RECORDS FOR THE EXERCISE:
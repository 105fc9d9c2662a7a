//! Game state and core simulation types
//!
//! One `GameState` is one episode. A reset builds a fresh value; nothing is
//! shared between episodes.

use glam::Vec2;
use rand::SeedableRng;
use rand_pcg::Pcg32;
use serde::{Deserialize, Serialize};

use super::layout::generate_layout;
use super::rect::{Circle, Rect};
use crate::settings::GameConfig;

/// Current phase of an episode
#[derive(Debug, Clone, Copy, PartialEq, Eq, Serialize, Deserialize)]
pub enum GamePhase {
    /// Ball resting on paddle, waiting for launch
    Serve,
    /// Ball in flight
    Playing,
    /// Every block destroyed
    Won,
    /// Ball left through the floor
    Lost,
    /// Tick limit reached without a win or loss
    Stalled,
}

impl GamePhase {
    pub fn is_terminal(&self) -> bool {
        matches!(self, GamePhase::Won | GamePhase::Lost | GamePhase::Stalled)
    }
}

/// Ball state - resting on the paddle or free-moving
#[derive(Debug, Clone, Copy, PartialEq, Eq, Serialize, Deserialize)]
pub enum BallState {
    /// Rides on top of the paddle with zero velocity
    Attached,
    Free,
}

/// The ball
#[derive(Debug, Clone, Copy, PartialEq, Serialize, Deserialize)]
pub struct Ball {
    pub body: Circle,
    /// Pixels per tick
    pub vel: Vec2,
    pub state: BallState,
}

impl Ball {
    /// A ball resting on top of the paddle, centered
    pub fn resting_on(paddle: &Paddle, radius: f32) -> Self {
        let center = Vec2::new(paddle.rect.center().x, paddle.rect.y0 - radius);
        Self {
            body: Circle::new(center, radius),
            vel: Vec2::ZERO,
            state: BallState::Attached,
        }
    }

    #[inline]
    pub fn center(&self) -> Vec2 {
        self.body.center
    }

    #[inline]
    pub fn radius(&self) -> f32 {
        self.body.radius
    }

    pub fn is_moving(&self) -> bool {
        self.state == BallState::Free
    }

    pub fn with_center(&self, center: Vec2) -> Self {
        Self {
            body: self.body.with_center(center),
            ..*self
        }
    }

    pub fn with_vel(&self, vel: Vec2) -> Self {
        Self { vel, ..*self }
    }

    /// Switch to free flight with the given velocity
    pub fn launched(&self, vel: Vec2) -> Self {
        Self {
            vel,
            state: BallState::Free,
            ..*self
        }
    }
}

/// The player's paddle
#[derive(Debug, Clone, Copy, PartialEq, Serialize, Deserialize)]
pub struct Paddle {
    pub rect: Rect,
}

impl Paddle {
    /// Centered horizontally, resting `floor_gap` above the floor
    pub fn centered(config: &GameConfig) -> Self {
        let x0 = config.field_width / 2.0 - config.paddle_width / 2.0;
        let rect = Rect::from_origin(
            x0,
            config.paddle_top(),
            config.paddle_width,
            config.paddle_height,
        );
        Self { rect }
    }

    /// The paddle moved by `dx`, or `None` if it would leave [0, field_width]
    pub fn shifted(&self, dx: f32, field_width: f32) -> Option<Self> {
        let rect = self.rect.translated(dx, 0.0);
        rect.within_span(field_width).then_some(Self { rect })
    }

    /// Normalized strike position: 0 at the left edge, 1 at the right edge
    pub fn strike_coefficient(&self, x: f32) -> f32 {
        (x - self.rect.x0) / self.rect.width()
    }
}

/// A destructible block
#[derive(Debug, Clone, Copy, PartialEq, Serialize, Deserialize)]
pub struct Block {
    pub rect: Rect,
    /// Hits remaining (always >= 1 while the block exists)
    pub durability: u8,
}

impl Block {
    pub fn new(rect: Rect, durability: u8) -> Self {
        Self { rect, durability }
    }

    /// Register one hit: `None` if the block breaks, else the weakened block
    pub fn hit(&self) -> Option<Self> {
        (self.durability > 1).then(|| Self {
            durability: self.durability - 1,
            ..*self
        })
    }
}

/// Read-only view of a block for frontends
#[derive(Debug, Clone, Copy, PartialEq, Serialize, Deserialize)]
pub struct BlockView {
    pub rect: Rect,
    pub durability: u8,
}

/// Per-tick state handed to the render/input adapter
#[derive(Debug, Clone, PartialEq, Serialize, Deserialize)]
pub struct Snapshot {
    pub paddle: Rect,
    pub ball: Circle,
    pub ball_moving: bool,
    pub blocks: Vec<BlockView>,
    pub score: u32,
    pub ticks: u64,
    pub phase: GamePhase,
}

/// Complete episode state (deterministic for a given config and seed)
#[derive(Debug, Clone)]
pub struct GameState {
    pub config: GameConfig,
    /// Episode seed for reproducibility
    pub seed: u64,
    /// Source of launch, spin and layout randomness
    pub rng: Pcg32,
    pub paddle: Paddle,
    pub ball: Ball,
    /// Active blocks, in registration order
    pub blocks: Vec<Block>,
    /// Blocks hit this episode
    pub score: u32,
    /// Simulation tick counter
    pub ticks: u64,
    pub phase: GamePhase,
}

impl GameState {
    /// Create a new episode with the given seed
    ///
    /// The config should pass [`GameConfig::validate`]; one that does not
    /// still yields an episode, possibly with an empty field.
    pub fn new(config: GameConfig, seed: u64) -> Self {
        let mut rng = Pcg32::seed_from_u64(seed);
        let paddle = Paddle::centered(&config);
        let ball = Ball::resting_on(&paddle, config.ball_radius);
        let blocks = generate_layout(&config, &mut rng);

        log::info!("Episode seed {}: {} blocks placed", seed, blocks.len());

        Self {
            config,
            seed,
            rng,
            paddle,
            ball,
            blocks,
            score: 0,
            ticks: 0,
            phase: GamePhase::Serve,
        }
    }

    /// Replace this episode with a fresh one
    pub fn reset(&mut self, seed: u64) {
        *self = Self::new(self.config.clone(), seed);
    }

    pub fn is_terminal(&self) -> bool {
        self.phase.is_terminal()
    }

    pub fn snapshot(&self) -> Snapshot {
        Snapshot {
            paddle: self.paddle.rect,
            ball: self.ball.body,
            ball_moving: self.ball.is_moving(),
            blocks: self
                .blocks
                .iter()
                .map(|b| BlockView {
                    rect: b.rect,
                    durability: b.durability,
                })
                .collect(),
            score: self.score,
            ticks: self.ticks,
            phase: self.phase,
        }
    }
}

WHAT YOU WILL DO:
Reproduce all of the data exactly as given.

COMPLETED TASK:
repository 105fc9d9c2662a7a
//! Game state and core simulation types
//!
//! One `GameState` is one episode. A reset builds a fresh value; nothing is
//! shared between episodes.

use glam::Vec2;
use rand::SeedableRng;
use rand_pcg::Pcg32;
use serde::{Deserialize, Serialize};

use super::layout::generate_layout;
use super::rect::{Circle, Rect};
use crate::settings::GameConfig;

/// Current phase of an episode
#[derive(Debug, Clone, Copy, PartialEq, Eq, Serialize, Deserialize)]
pub enum GamePhase {
    /// Ball resting on paddle, waiting for launch
    Serve,
    /// Ball in flight
    Playing,
    /// Every block destroyed
    Won,
    /// Ball left through the floor
    Lost,
    /// Tick limit reached without a win or loss
    Stalled,
}

impl GamePhase {
    pub fn is_terminal(&self) -> bool {
        matches!(self, GamePhase::Won | GamePhase::Lost | GamePhase::Stalled)
    }
}

/// Ball state - resting on the paddle or free-moving
#[derive(Debug, Clone, Copy, PartialEq, Eq, Serialize, Deserialize)]
pub enum BallState {
    /// Rides on top of the paddle with zero velocity
    Attached,
    Free,
}

/// The ball
#[derive(Debug, Clone, Copy, PartialEq, Serialize, Deserialize)]
pub struct Ball {
    pub body: Circle,
    /// Pixels per tick
    pub vel: Vec2,
    pub state: BallState,
}

impl Ball {
    /// A ball resting on top of the paddle, centered
    pub fn resting_on(paddle: &Paddle, radius: f32) -> Self {
        let center = Vec2::new(paddle.rect.center().x, paddle.rect.y0 - radius);
        Self {
            body: Circle::new(center, radius),
            vel: Vec2::ZERO,
            state: BallState::Attached,
        }
    }

    #[inline]
    pub fn center(&self) -> Vec2 {
        self.body.center
    }

    #[inline]
    pub fn radius(&self) -> f32 {
        self.body.radius
    }

    pub fn is_moving(&self) -> bool {
        self.state == BallState::Free
    }

    pub fn with_center(&self, center: Vec2) -> Self {
        Self {
            body: self.body.with_center(center),
            ..*self
        }
    }

    pub fn with_vel(&self, vel: Vec2) -> Self {
        Self { vel, ..*self }
    }

    /// Switch to free flight with the given velocity
    pub fn launched(&self, vel: Vec2) -> Self {
        Self {
            vel,
            state: BallState::Free,
            ..*self
        }
    }
}

/// The player's paddle
#[derive(Debug, Clone, Copy, PartialEq, Serialize, Deserialize)]
pub struct Paddle {
    pub rect: Rect,
}

impl Paddle {
    /// Centered horizontally, resting `floor_gap` above the floor
    pub fn centered(config: &GameConfig) -> Self {
        let x0 = config.field_width / 2.0 - config.paddle_width / 2.0;
        let rect = Rect::from_origin(
            x0,
            config.paddle_top(),
            config.paddle_width,
            config.paddle_height,
        );
        Self { rect }
    }

    /// The paddle moved by `dx`, or `None` if it would leave [0, field_width]
    pub fn shifted(&self, dx: f32, field_width: f32) -> Option<Self> {
        let rect = self.rect.translated(dx, 0.0);
        rect.within_span(field_width).then_some(Self { rect })
    }

    /// Normalized strike position: 0 at the left edge, 1 at the right edge
    pub fn strike_coefficient(&self, x: f32) -> f32 {
        (x - self.rect.x0) / self.rect.width()
    }
}

/// A destructible block
#[derive(Debug, Clone, Copy, PartialEq, Serialize, Deserialize)]
pub struct Block {
    pub rect: Rect,
    /// Hits remaining (always >= 1 while the block exists)
    pub durability: u8,
}

impl Block {
    pub fn new(rect: Rect, durability: u8) -> Self {
        Self { rect, durability }
    }

    /// Register one hit: `None` if the block breaks, else the weakened block
    pub fn hit(&self) -> Option<Self> {
        (self.durability > 1).then(|| Self {
            durability: self.durability - 1,
            ..*self
        })
    }
}

/// Read-only view of a block for frontends
#[derive(Debug, Clone, Copy, PartialEq, Serialize, Deserialize)]
pub struct BlockView {
    pub rect: Rect,
    pub durability: u8,
}

/// Per-tick state handed to the render/input adapter
#[derive(Debug, Clone, PartialEq, Serialize, Deserialize)]
pub struct Snapshot {
    pub paddle: Rect,
    pub ball: Circle,
    pub ball_moving: bool,
    pub blocks: Vec<BlockView>,
    pub score: u32,
    pub ticks: u64,
    pub phase: GamePhase,
}

/// Complete episode state (deterministic for a given config and seed)
#[derive(Debug, Clone)]
pub struct GameState {
    pub config: GameConfig,
    /// Episode seed for reproducibility
    pub seed: u64,
    /// Source of launch, spin and layout randomness
    pub rng: Pcg32,
    pub paddle: Paddle,
    pub ball: Ball,
    /// Active blocks, in registration order
    pub blocks: Vec<Block>,
    /// Blocks hit this episode
    pub score: u32,
    /// Simulation tick counter
    pub ticks: u64,
    pub phase: GamePhase,
}

impl GameState {
    /// Create a new episode with the given seed
    ///
    /// The config should pass [`GameConfig::validate`]; one that does not
    /// still yields an episode, possibly with an empty field.
    pub fn new(config: GameConfig, seed: u64) -> Self {
        let mut rng = Pcg32::seed_from_u64(seed);
        let paddle = Paddle::centered(&config);
        let ball = Ball::resting_on(&paddle, config.ball_radius);
        let blocks = generate_layout(&config, &mut rng);

        log::info!("Episode seed {}: {} blocks placed", seed, blocks.len());

        Self {
            config,
            seed,
            rng,
            paddle,
            ball,
            blocks,
            score: 0,
            ticks: 0,
            phase: GamePhase::Serve,
        }
    }

    /// Replace this episode with a fresh one
    pub fn reset(&mut self, seed: u64) {
        *self = Self::new(self.config.clone(), seed);
    }

    pub fn is_terminal(&self) -> bool {
        self.phase.is_terminal()
    }

    pub fn snapshot(&self) -> Snapshot {
        Snapshot {
            paddle: self.paddle.rect,
            ball: self.ball.body,
            ball_moving: self.ball.is_moving(),
            blocks: self
                .blocks
                .iter()
                .map(|b| BlockView {
                    rect: b.rect,
                    durability: b.durability,
                })
                .collect(),
            score: self.score,
            ticks: self.ticks,
            phase: self.phase,
        }
    }
}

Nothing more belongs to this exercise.